### EXERCISE DESCRIPTION
In this exercise, reproduce all the entries that follow exactly.

[Saved entries]
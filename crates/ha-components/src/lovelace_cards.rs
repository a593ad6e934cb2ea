//! Dashboard UI cards
//!
//! Registers the card bundle once at component setup. The entry only
//! publishes the display name.

use std::sync::Arc;

use async_trait::async_trait;
use chrono::Utc;
use ha_config::{ConfigType, CoreConfig};
use ha_config_entries::{ConfigEntries, ConfigEntry, EntryHandler, HandlerResult};
use ha_core::{DataRegistry, HomeAssistant, Integration, IntegrationResult, Record};
use serde_json::Value;
use tracing::info;

pub const DOMAIN: &str = "lovelace_cards";
pub const NAME: &str = "Dashboard UI Cards";
pub const BASE_URL: &str = "/lovelace-cards";

/// The `lovelace_cards` integration
pub struct LovelaceCards {
    config: Arc<CoreConfig>,
    data: Arc<DataRegistry>,
    platforms: Vec<&'static str>,
}

impl LovelaceCards {
    pub fn new(hass: &HomeAssistant) -> Self {
        Self {
            config: hass.config.clone(),
            data: hass.data.clone(),
            platforms: Vec::new(),
        }
    }

    /// Platforms the config entry is forwarded to (none by default)
    pub fn with_platforms(mut self, platforms: &[&'static str]) -> Self {
        self.platforms = platforms.to_vec();
        self
    }
}

#[async_trait]
impl Integration for LovelaceCards {
    fn domain(&self) -> &str {
        DOMAIN
    }

    async fn setup(&self, hass: &HomeAssistant, config: &ConfigType) -> IntegrationResult<bool> {
        let card_file_path = self
            .config
            .path(format!("custom_components/{}", DOMAIN))
            .join("lovelace");
        hass.http
            .register_static_path(BASE_URL, &card_file_path, false)?;

        // Cache buster so browsers pick up a new bundle after a restart
        let url = format!("{}/lovelace-cards.js?cache={}", BASE_URL, Utc::now().timestamp());
        hass.frontend.add_extra_js_url(&url, false);
        info!("Registered {} cards at {}", DOMAIN, BASE_URL);

        let data = config
            .get(DOMAIN)
            .cloned()
            .unwrap_or_else(|| Value::Object(Default::default()));
        hass.create_import_flow(DOMAIN, data);
        Ok(true)
    }
}

#[async_trait]
impl EntryHandler for LovelaceCards {
    fn title(&self) -> &str {
        NAME
    }

    async fn setup_entry(&self, entries: &ConfigEntries, entry: &ConfigEntry) -> HandlerResult<bool> {
        let mut record = Record::new();
        record.insert("name".to_string(), Value::from(NAME));
        self.data.set(DOMAIN, record);

        entries.forward_entry_setups(entry, &self.platforms).await?;
        Ok(true)
    }

    async fn unload_entry(&self, entries: &ConfigEntries, entry: &ConfigEntry) -> HandlerResult<bool> {
        let unload_ok = entries.unload_platforms(entry, &self.platforms).await?;
        if unload_ok {
            self.data.remove(DOMAIN);
        }

        Ok(unload_ok)
    }
}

### ANSWER AREA
filename crates/ha-components/src/lovelace_cards.rs
repository a593ad6e934cb2ea
//! Dashboard UI cards
//!
//! Registers the card bundle once at component setup. The entry only
//! publishes the display name.

use std::sync::Arc;

use async_trait::async_trait;
use chrono::Utc;
use ha_config::{ConfigType, CoreConfig};
use ha_config_entries::{ConfigEntries, ConfigEntry, EntryHandler, HandlerResult};
use ha_core::{DataRegistry, HomeAssistant, Integration, IntegrationResult, Record};
use serde_json::Value;
use tracing::info;

pub const DOMAIN: &str = "lovelace_cards";
pub const NAME: &str = "Dashboard UI Cards";
pub const BASE_URL: &str = "/lovelace-cards";

/// The `lovelace_cards` integration
pub struct LovelaceCards {
    config: Arc<CoreConfig>,
    data: Arc<DataRegistry>,
    platforms: Vec<&'static str>,
}

impl LovelaceCards {
    pub fn new(hass: &HomeAssistant) -> Self {
        Self {
            config: hass.config.clone(),
            data: hass.data.clone(),
            platforms: Vec::new(),
        }
    }

    /// Platforms the config entry is forwarded to (none by default)
    pub fn with_platforms(mut self, platforms: &[&'static str]) -> Self {
        self.platforms = platforms.to_vec();
        self
    }
}

#[async_trait]
impl Integration for LovelaceCards {
    fn domain(&self) -> &str {
        DOMAIN
    }

    async fn setup(&self, hass: &HomeAssistant, config: &ConfigType) -> IntegrationResult<bool> {
        let card_file_path = self
            .config
            .path(format!("custom_components/{}", DOMAIN))
            .join("lovelace");
        hass.http
            .register_static_path(BASE_URL, &card_file_path, false)?;

        // Cache buster so browsers pick up a new bundle after a restart
        let url = format!("{}/lovelace-cards.js?cache={}", BASE_URL, Utc::now().timestamp());
        hass.frontend.add_extra_js_url(&url, false);
        info!("Registered {} cards at {}", DOMAIN, BASE_URL);

        let data = config
            .get(DOMAIN)
            .cloned()
            .unwrap_or_else(|| Value::Object(Default::default()));
        hass.create_import_flow(DOMAIN, data);
        Ok(true)
    }
}

#[async_trait]
impl EntryHandler for LovelaceCards {
    fn title(&self) -> &str {
        NAME
    }

    async fn setup_entry(&self, entries: &ConfigEntries, entry: &ConfigEntry) -> HandlerResult<bool> {
        let mut record = Record::new();
        record.insert("name".to_string(), Value::from(NAME));
        self.data.set(DOMAIN, record);

        entries.forward_entry_setups(entry, &self.platforms).await?;
        Ok(true)
    }

    async fn unload_entry(&self, entries: &ConfigEntries, entry: &ConfigEntry) -> HandlerResult<bool> {
        let unload_ok = entries.unload_platforms(entry, &self.platforms).await?;
        if unload_ok {
            self.data.remove(DOMAIN);
        }

        Ok(unload_ok)
    }
}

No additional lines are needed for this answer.